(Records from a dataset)
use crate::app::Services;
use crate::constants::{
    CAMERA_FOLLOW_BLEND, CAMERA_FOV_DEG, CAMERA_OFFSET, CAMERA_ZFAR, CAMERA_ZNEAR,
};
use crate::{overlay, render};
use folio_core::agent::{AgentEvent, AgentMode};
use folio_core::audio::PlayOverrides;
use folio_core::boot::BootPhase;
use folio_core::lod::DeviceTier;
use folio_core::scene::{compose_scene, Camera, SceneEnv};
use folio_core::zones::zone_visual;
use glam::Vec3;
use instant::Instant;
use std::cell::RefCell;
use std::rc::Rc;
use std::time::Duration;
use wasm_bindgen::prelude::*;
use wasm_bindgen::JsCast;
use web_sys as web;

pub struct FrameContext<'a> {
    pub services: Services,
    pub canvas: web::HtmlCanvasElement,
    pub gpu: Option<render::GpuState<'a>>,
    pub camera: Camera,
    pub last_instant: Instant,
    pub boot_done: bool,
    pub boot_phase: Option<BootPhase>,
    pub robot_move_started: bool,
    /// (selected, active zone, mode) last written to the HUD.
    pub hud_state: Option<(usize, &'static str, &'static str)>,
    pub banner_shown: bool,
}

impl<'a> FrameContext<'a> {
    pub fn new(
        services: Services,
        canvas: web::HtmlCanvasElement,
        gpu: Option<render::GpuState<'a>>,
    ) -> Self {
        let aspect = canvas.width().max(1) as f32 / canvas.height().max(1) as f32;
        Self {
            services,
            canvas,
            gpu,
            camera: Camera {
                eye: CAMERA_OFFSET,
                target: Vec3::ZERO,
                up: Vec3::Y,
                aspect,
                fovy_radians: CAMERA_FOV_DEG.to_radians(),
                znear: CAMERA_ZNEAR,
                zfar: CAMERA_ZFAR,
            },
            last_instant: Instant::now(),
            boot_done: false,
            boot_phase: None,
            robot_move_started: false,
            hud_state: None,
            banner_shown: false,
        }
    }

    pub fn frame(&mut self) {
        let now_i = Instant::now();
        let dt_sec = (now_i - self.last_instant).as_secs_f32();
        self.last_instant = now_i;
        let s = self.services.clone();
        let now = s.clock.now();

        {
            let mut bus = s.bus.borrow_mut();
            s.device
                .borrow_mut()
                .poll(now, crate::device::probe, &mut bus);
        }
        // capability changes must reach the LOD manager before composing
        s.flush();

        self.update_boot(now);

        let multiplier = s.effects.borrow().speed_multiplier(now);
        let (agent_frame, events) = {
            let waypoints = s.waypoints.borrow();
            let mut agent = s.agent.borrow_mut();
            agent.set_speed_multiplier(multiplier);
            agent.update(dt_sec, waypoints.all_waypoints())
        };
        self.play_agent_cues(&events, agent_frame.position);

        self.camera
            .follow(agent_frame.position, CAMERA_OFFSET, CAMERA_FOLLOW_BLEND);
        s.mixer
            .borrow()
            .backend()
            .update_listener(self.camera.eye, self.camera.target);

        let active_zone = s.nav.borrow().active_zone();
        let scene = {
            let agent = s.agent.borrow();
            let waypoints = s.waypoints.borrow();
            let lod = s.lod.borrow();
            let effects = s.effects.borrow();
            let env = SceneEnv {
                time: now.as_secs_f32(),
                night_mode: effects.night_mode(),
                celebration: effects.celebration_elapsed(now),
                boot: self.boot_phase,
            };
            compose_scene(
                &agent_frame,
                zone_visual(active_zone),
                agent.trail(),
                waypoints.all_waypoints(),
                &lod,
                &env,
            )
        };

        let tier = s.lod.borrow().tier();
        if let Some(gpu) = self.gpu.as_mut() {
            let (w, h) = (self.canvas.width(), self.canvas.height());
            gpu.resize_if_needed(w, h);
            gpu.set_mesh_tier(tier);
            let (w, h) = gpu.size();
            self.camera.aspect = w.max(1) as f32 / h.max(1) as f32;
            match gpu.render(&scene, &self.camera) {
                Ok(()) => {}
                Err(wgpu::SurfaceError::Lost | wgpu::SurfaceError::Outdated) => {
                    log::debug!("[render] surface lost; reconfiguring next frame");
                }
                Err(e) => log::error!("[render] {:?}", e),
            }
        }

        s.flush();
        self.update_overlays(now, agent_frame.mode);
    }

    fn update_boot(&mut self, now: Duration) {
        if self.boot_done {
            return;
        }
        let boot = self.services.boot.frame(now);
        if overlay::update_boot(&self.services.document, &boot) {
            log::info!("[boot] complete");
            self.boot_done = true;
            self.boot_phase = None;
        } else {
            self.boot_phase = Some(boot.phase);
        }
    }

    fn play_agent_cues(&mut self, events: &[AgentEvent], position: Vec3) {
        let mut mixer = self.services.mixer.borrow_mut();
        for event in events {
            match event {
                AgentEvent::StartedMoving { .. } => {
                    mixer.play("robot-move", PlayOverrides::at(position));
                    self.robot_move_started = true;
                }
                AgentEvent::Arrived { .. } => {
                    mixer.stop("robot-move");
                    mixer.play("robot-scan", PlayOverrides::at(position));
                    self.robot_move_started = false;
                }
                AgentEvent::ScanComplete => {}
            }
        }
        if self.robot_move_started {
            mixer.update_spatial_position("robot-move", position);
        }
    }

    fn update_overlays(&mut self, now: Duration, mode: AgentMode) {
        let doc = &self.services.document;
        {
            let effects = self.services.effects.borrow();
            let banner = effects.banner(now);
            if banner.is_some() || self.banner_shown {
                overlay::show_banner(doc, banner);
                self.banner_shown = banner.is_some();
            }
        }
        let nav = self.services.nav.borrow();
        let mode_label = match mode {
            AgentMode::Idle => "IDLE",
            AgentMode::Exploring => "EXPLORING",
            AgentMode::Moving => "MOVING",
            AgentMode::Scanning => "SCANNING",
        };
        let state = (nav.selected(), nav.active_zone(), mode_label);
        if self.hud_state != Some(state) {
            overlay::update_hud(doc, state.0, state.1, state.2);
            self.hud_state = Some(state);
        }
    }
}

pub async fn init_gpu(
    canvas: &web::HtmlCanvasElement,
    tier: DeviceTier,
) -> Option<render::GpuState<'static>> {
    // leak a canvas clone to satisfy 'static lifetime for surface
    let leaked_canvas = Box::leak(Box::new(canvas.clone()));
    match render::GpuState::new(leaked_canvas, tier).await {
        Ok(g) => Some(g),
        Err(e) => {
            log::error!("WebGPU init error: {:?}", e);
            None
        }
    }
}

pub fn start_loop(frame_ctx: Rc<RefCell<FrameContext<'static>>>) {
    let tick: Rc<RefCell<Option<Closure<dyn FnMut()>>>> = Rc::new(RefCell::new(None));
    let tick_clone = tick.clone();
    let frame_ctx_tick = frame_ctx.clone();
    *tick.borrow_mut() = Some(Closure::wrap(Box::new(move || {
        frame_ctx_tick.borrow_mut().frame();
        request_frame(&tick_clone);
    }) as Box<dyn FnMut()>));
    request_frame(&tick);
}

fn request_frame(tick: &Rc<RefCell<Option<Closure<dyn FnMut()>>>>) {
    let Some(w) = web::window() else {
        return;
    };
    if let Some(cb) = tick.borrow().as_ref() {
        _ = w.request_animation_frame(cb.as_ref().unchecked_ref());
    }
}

> [WORK TASK]
All entries above need to be copied verbatim.

> [ANSWER FOR THE TASK]
use crate::app::Services;
use crate::constants::{
    CAMERA_FOLLOW_BLEND, CAMERA_FOV_DEG, CAMERA_OFFSET, CAMERA_ZFAR, CAMERA_ZNEAR,
};
use crate::{overlay, render};
use folio_core::agent::{AgentEvent, AgentMode};
use folio_core::audio::PlayOverrides;
use folio_core::boot::BootPhase;
use folio_core::lod::DeviceTier;
use folio_core::scene::{compose_scene, Camera, SceneEnv};
use folio_core::zones::zone_visual;
use glam::Vec3;
use instant::Instant;
use std::cell::RefCell;
use std::rc::Rc;
use std::time::Duration;
use wasm_bindgen::prelude::*;
use wasm_bindgen::JsCast;
use web_sys as web;

pub struct FrameContext<'a> {
    pub services: Services,
    pub canvas: web::HtmlCanvasElement,
    pub gpu: Option<render::GpuState<'a>>,
    pub camera: Camera,
    pub last_instant: Instant,
    pub boot_done: bool,
    pub boot_phase: Option<BootPhase>,
    pub robot_move_started: bool,
    /// (selected, active zone, mode) last written to the HUD.
    pub hud_state: Option<(usize, &'static str, &'static str)>,
    pub banner_shown: bool,
}

impl<'a> FrameContext<'a> {
    pub fn new(
        services: Services,
        canvas: web::HtmlCanvasElement,
        gpu: Option<render::GpuState<'a>>,
    ) -> Self {
        let aspect = canvas.width().max(1) as f32 / canvas.height().max(1) as f32;
        Self {
            services,
            canvas,
            gpu,
            camera: Camera {
                eye: CAMERA_OFFSET,
                target: Vec3::ZERO,
                up: Vec3::Y,
                aspect,
                fovy_radians: CAMERA_FOV_DEG.to_radians(),
                znear: CAMERA_ZNEAR,
                zfar: CAMERA_ZFAR,
            },
            last_instant: Instant::now(),
            boot_done: false,
            boot_phase: None,
            robot_move_started: false,
            hud_state: None,
            banner_shown: false,
        }
    }

    pub fn frame(&mut self) {
        let now_i = Instant::now();
        let dt_sec = (now_i - self.last_instant).as_secs_f32();
        self.last_instant = now_i;
        let s = self.services.clone();
        let now = s.clock.now();

        {
            let mut bus = s.bus.borrow_mut();
            s.device
                .borrow_mut()
                .poll(now, crate::device::probe, &mut bus);
        }
        // capability changes must reach the LOD manager before composing
        s.flush();

        self.update_boot(now);

        let multiplier = s.effects.borrow().speed_multiplier(now);
        let (agent_frame, events) = {
            let waypoints = s.waypoints.borrow();
            let mut agent = s.agent.borrow_mut();
            agent.set_speed_multiplier(multiplier);
            agent.update(dt_sec, waypoints.all_waypoints())
        };
        self.play_agent_cues(&events, agent_frame.position);

        self.camera
            .follow(agent_frame.position, CAMERA_OFFSET, CAMERA_FOLLOW_BLEND);
        s.mixer
            .borrow()
            .backend()
            .update_listener(self.camera.eye, self.camera.target);

        let active_zone = s.nav.borrow().active_zone();
        let scene = {
            let agent = s.agent.borrow();
            let waypoints = s.waypoints.borrow();
            let lod = s.lod.borrow();
            let effects = s.effects.borrow();
            let env = SceneEnv {
                time: now.as_secs_f32(),
                night_mode: effects.night_mode(),
                celebration: effects.celebration_elapsed(now),
                boot: self.boot_phase,
            };
            compose_scene(
                &agent_frame,
                zone_visual(active_zone),
                agent.trail(),
                waypoints.all_waypoints(),
                &lod,
                &env,
            )
        };

        let tier = s.lod.borrow().tier();
        if let Some(gpu) = self.gpu.as_mut() {
            let (w, h) = (self.canvas.width(), self.canvas.height());
            gpu.resize_if_needed(w, h);
            gpu.set_mesh_tier(tier);
            let (w, h) = gpu.size();
            self.camera.aspect = w.max(1) as f32 / h.max(1) as f32;
            match gpu.render(&scene, &self.camera) {
                Ok(()) => {}
                Err(wgpu::SurfaceError::Lost | wgpu::SurfaceError::Outdated) => {
                    log::debug!("[render] surface lost; reconfiguring next frame");
                }
                Err(e) => log::error!("[render] {:?}", e),
            }
        }

        s.flush();
        self.update_overlays(now, agent_frame.mode);
    }

    fn update_boot(&mut self, now: Duration) {
        if self.boot_done {
            return;
        }
        let boot = self.services.boot.frame(now);
        if overlay::update_boot(&self.services.document, &boot) {
            log::info!("[boot] complete");
            self.boot_done = true;
            self.boot_phase = None;
        } else {
            self.boot_phase = Some(boot.phase);
        }
    }

    fn play_agent_cues(&mut self, events: &[AgentEvent], position: Vec3) {
        let mut mixer = self.services.mixer.borrow_mut();
        for event in events {
            match event {
                AgentEvent::StartedMoving { .. } => {
                    mixer.play("robot-move", PlayOverrides::at(position));
                    self.robot_move_started = true;
                }
                AgentEvent::Arrived { .. } => {
                    mixer.stop("robot-move");
                    mixer.play("robot-scan", PlayOverrides::at(position));
                    self.robot_move_started = false;
                }
                AgentEvent::ScanComplete => {}
            }
        }
        if self.robot_move_started {
            mixer.update_spatial_position("robot-move", position);
        }
    }

    fn update_overlays(&mut self, now: Duration, mode: AgentMode) {
        let doc = &self.services.document;
        {
            let effects = self.services.effects.borrow();
            let banner = effects.banner(now);
            if banner.is_some() || self.banner_shown {
                overlay::show_banner(doc, banner);
                self.banner_shown = banner.is_some();
            }
        }
        let nav = self.services.nav.borrow();
        let mode_label = match mode {
            AgentMode::Idle => "IDLE",
            AgentMode::Exploring => "EXPLORING",
            AgentMode::Moving => "MOVING",
            AgentMode::Scanning => "SCANNING",
        };
        let state = (nav.selected(), nav.active_zone(), mode_label);
        if self.hud_state != Some(state) {
            overlay::update_hud(doc, state.0, state.1, state.2);
            self.hud_state = Some(state);
        }
    }
}

pub async fn init_gpu(
    canvas: &web::HtmlCanvasElement,
    tier: DeviceTier,
) -> Option<render::GpuState<'static>> {
    // leak a canvas clone to satisfy 'static lifetime for surface
    let leaked_canvas = Box::leak(Box::new(canvas.clone()));
    match render::GpuState::new(leaked_canvas, tier).await {
        Ok(g) => Some(g),
        Err(e) => {
            log::error!("WebGPU init error: {:?}", e);
            None
        }
    }
}

pub fn start_loop(frame_ctx: Rc<RefCell<FrameContext<'static>>>) {
    let tick: Rc<RefCell<Option<Closure<dyn FnMut()>>>> = Rc::new(RefCell::new(None));
    let tick_clone = tick.clone();
    let frame_ctx_tick = frame_ctx.clone();
    *tick.borrow_mut() = Some(Closure::wrap(Box::new(move || {
        frame_ctx_tick.borrow_mut().frame();
        request_frame(&tick_clone);
    }) as Box<dyn FnMut()>));
    request_frame(&tick);
}

fn request_frame(tick: &Rc<RefCell<Option<Closure<dyn FnMut()>>>>) {
    let Some(w) = web::window() else {
        return;
    };
    if let Some(cb) = tick.borrow().as_ref() {
        _ = w.request_animation_frame(cb.as_ref().unchecked_ref());
    }
}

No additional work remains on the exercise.